● **Exercise instructions**
Your answer should consist of the lines in the following data that contain "Debug".

● **Information provided**

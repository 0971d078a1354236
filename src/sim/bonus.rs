//! Stat Bonuses
//!
//! Bonuses are the one sanctioned channel through which traits, items,
//! augments and spells modify unit stats. Each bonus source owns a labelled
//! bucket of [`BonusVariable`]s on the unit; setting a label replaces the
//! bucket wholesale while adding appends to it, so a trait re-evaluating its
//! contribution each tick never stacks with itself. Derived stats are never
//! written directly; they are recomputed from base stats plus live bonuses
//! on every read.

use serde::{Deserialize, Serialize};

/// The stat a bonus contributes to.
#[derive(Debug, Clone, Copy, PartialEq, Eq, Hash, Serialize, Deserialize)]
pub enum BonusKey {
    AttackDamage,
    AbilityPower,
    AttackSpeed,
    Armor,
    MagicResist,
    Health,
    Mana,
    ManaRegen,
    HealthRegen,
    CritChance,
    MoveSpeed,
    HealShieldBoost,
    /// Special: consumed as an instant heal rather than a stat.
    MissingHealth,
}

/// Time-ramped growth on a bonus: the contribution grows by `amount` for
/// every full `interval_s` the bonus has been active.
#[derive(Debug, Clone, Copy, PartialEq, Serialize, Deserialize)]
pub struct BonusScaling {
    /// Seconds between growth steps.
    pub interval_s: f32,
    /// Amount added per completed interval.
    pub amount: f32,
}

/// A single stat contribution from a bonus source.
#[derive(Debug, Clone, PartialEq, Serialize, Deserialize)]
pub struct BonusVariable {
    pub key: BonusKey,
    pub amount: f32,
    #[serde(default, skip_serializing_if = "Option::is_none")]
    pub scaling: Option<BonusScaling>,
    /// Absolute expiry. Expired variables are pruned by the per-tick bonus
    /// update, never at read time.
    #[serde(default, skip_serializing_if = "Option::is_none")]
    pub expires_at_ms: Option<f64>,
    /// Set when the bonus is attached to a unit; scaling measures from here.
    #[serde(skip)]
    pub applied_at_ms: f64,
}

impl BonusVariable {
    pub fn new(key: BonusKey, amount: f32) -> Self {
        Self {
            key,
            amount,
            scaling: None,
            expires_at_ms: None,
            applied_at_ms: 0.0,
        }
    }

    pub fn scaling(key: BonusKey, amount: f32, interval_s: f32, per_interval: f32) -> Self {
        Self {
            key,
            amount,
            scaling: Some(BonusScaling {
                interval_s,
                amount: per_interval,
            }),
            expires_at_ms: None,
            applied_at_ms: 0.0,
        }
    }

    /// Expire this variable at an absolute simulated timestamp.
    pub fn until(mut self, expires_at_ms: f64) -> Self {
        self.expires_at_ms = Some(expires_at_ms);
        self
    }

    pub fn expired(&self, elapsed_ms: f64) -> bool {
        self.expires_at_ms
            .is_some_and(|expires_at| elapsed_ms > expires_at)
    }

    /// Current contribution including any elapsed scaling intervals.
    pub fn value_at(&self, elapsed_ms: f64) -> f32 {
        let mut value = self.amount;
        if let Some(scaling) = &self.scaling {
            let active_ms = (elapsed_ms - self.applied_at_ms).max(0.0);
            let intervals = (active_ms / (scaling.interval_s as f64 * 1000.0)).floor() as f32;
            value += scaling.amount * intervals;
        }
        value
    }
}

/// A bonus scheduled to attach at a future simulated timestamp.
#[derive(Debug, Clone)]
pub struct PendingBonus {
    pub label: String,
    pub variables: Vec<BonusVariable>,
    pub applies_at_ms: f64,
}

/// All bonuses on one unit, bucketed by source label.
#[derive(Debug, Clone, Default)]
pub struct BonusTable {
    buckets: Vec<(String, Vec<BonusVariable>)>,
}

impl BonusTable {
    /// Replace the bucket for `label`, stamping each variable with the
    /// current time for scaling.
    pub fn set(&mut self, label: &str, mut variables: Vec<BonusVariable>, elapsed_ms: f64) {
        for variable in &mut variables {
            variable.applied_at_ms = elapsed_ms;
        }
        match self.buckets.iter_mut().find(|(name, _)| name == label) {
            Some((_, bucket)) => *bucket = variables,
            None => self.buckets.push((label.to_string(), variables)),
        }
    }

    /// Append to the bucket for `label`, creating it if absent.
    pub fn add(&mut self, label: &str, mut variables: Vec<BonusVariable>, elapsed_ms: f64) {
        for variable in &mut variables {
            variable.applied_at_ms = elapsed_ms;
        }
        match self.buckets.iter_mut().find(|(name, _)| name == label) {
            Some((_, bucket)) => bucket.extend(variables),
            None => self.buckets.push((label.to_string(), variables)),
        }
    }

    /// Remove the bucket for `label` entirely.
    pub fn remove(&mut self, label: &str) {
        self.buckets.retain(|(name, _)| name != label);
    }

    /// Drop expired variables. Emptied buckets are kept; an empty bucket
    /// still marks its source as having applied.
    pub fn prune_expired(&mut self, elapsed_ms: f64) {
        for (_, bucket) in &mut self.buckets {
            bucket.retain(|variable| !variable.expired(elapsed_ms));
        }
    }

    pub fn has(&self, label: &str) -> bool {
        self.buckets.iter().any(|(name, _)| name == label)
    }

    /// Summed contribution for a stat across every bucket.
    pub fn total(&self, key: BonusKey, elapsed_ms: f64) -> f32 {
        self.buckets
            .iter()
            .flat_map(|(_, bucket)| bucket.iter())
            .filter(|variable| variable.key == key)
            .map(|variable| variable.value_at(elapsed_ms))
            .sum()
    }

    /// Iterate over every variable of the given key, with its bucket label.
    pub fn iter_key(&self, key: BonusKey) -> impl Iterator<Item = (&str, &BonusVariable)> {
        self.buckets.iter().flat_map(move |(label, bucket)| {
            bucket
                .iter()
                .filter(move |variable| variable.key == key)
                .map(move |variable| (label.as_str(), variable))
        })
    }

    pub fn is_empty(&self) -> bool {
        self.buckets.is_empty()
    }
}

#[cfg(test)]
mod tests {
    use super::*;

    #[test]
    fn set_replaces_rather_than_stacks() {
        let mut bonuses = BonusTable::default();
        bonuses.set("Bulwark", vec![BonusVariable::new(BonusKey::Armor, 20.0)], 0.0);
        bonuses.set("Bulwark", vec![BonusVariable::new(BonusKey::Armor, 20.0)], 100.0);
        assert_eq!(bonuses.total(BonusKey::Armor, 100.0), 20.0);
    }

    #[test]
    fn add_stacks_within_a_label() {
        let mut bonuses = BonusTable::default();
        bonuses.add("Avenger", vec![BonusVariable::new(BonusKey::AttackDamage, 5.0)], 0.0);
        bonuses.add("Avenger", vec![BonusVariable::new(BonusKey::AttackDamage, 5.0)], 0.0);
        assert_eq!(bonuses.total(BonusKey::AttackDamage, 0.0), 10.0);
    }

    #[test]
    fn scaling_accrues_per_completed_interval() {
        let variable = BonusVariable::scaling(BonusKey::AttackSpeed, 0.1, 2.0, 0.05);
        assert_eq!(variable.value_at(0.0), 0.1);
        assert_eq!(variable.value_at(1999.0), 0.1);
        assert!((variable.value_at(2000.0) - 0.15).abs() < f32::EPSILON);
        assert!((variable.value_at(6500.0) - 0.25).abs() < f32::EPSILON);
    }

    #[test]
    fn scaling_measures_from_application_time() {
        let mut bonuses = BonusTable::default();
        bonuses.set(
            "Swiftblade",
            vec![BonusVariable::scaling(BonusKey::AttackSpeed, 0.0, 1.0, 0.1)],
            5000.0,
        );
        assert_eq!(bonuses.total(BonusKey::AttackSpeed, 5000.0), 0.0);
        assert!((bonuses.total(BonusKey::AttackSpeed, 8000.0) - 0.3).abs() < 1e-6);
    }

    #[test]
    fn expired_variables_are_pruned_not_read_around() {
        let mut bonuses = BonusTable::default();
        bonuses.set(
            "Adrenaline",
            vec![BonusVariable::new(BonusKey::AttackSpeed, 0.25).until(5000.0)],
            0.0,
        );
        // Read time does not filter; the upkeep prune does.
        assert_eq!(bonuses.total(BonusKey::AttackSpeed, 6000.0), 0.25);
        bonuses.prune_expired(6000.0);
        assert_eq!(bonuses.total(BonusKey::AttackSpeed, 6000.0), 0.0);
        // The emptied bucket still marks the source as applied.
        assert!(bonuses.has("Adrenaline"));
    }

    #[test]
    fn prune_keeps_unexpired_variables() {
        let mut bonuses = BonusTable::default();
        bonuses.set(
            "Mixed",
            vec![
                BonusVariable::new(BonusKey::Armor, 10.0).until(1000.0),
                BonusVariable::new(BonusKey::Armor, 5.0),
            ],
            0.0,
        );
        bonuses.prune_expired(2000.0);
        assert_eq!(bonuses.total(BonusKey::Armor, 2000.0), 5.0);
    }

    #[test]
    fn remove_drops_the_bucket() {
        let mut bonuses = BonusTable::default();
        bonuses.set("Aegis Charm", vec![BonusVariable::new(BonusKey::MagicResist, 15.0)], 0.0);
        assert!(bonuses.has("Aegis Charm"));
        bonuses.remove("Aegis Charm");
        assert!(!bonuses.has("Aegis Charm"));
        assert_eq!(bonuses.total(BonusKey::MagicResist, 0.0), 0.0);
    }
}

● **Completed task**
#[derive(Debug, Clone, Copy, PartialEq, Eq, Hash, Serialize, Deserialize)]
#[derive(Debug, Clone, Copy, PartialEq, Serialize, Deserialize)]
#[derive(Debug, Clone, PartialEq, Serialize, Deserialize)]
#[derive(Debug, Clone)]
#[derive(Debug, Clone, Default)]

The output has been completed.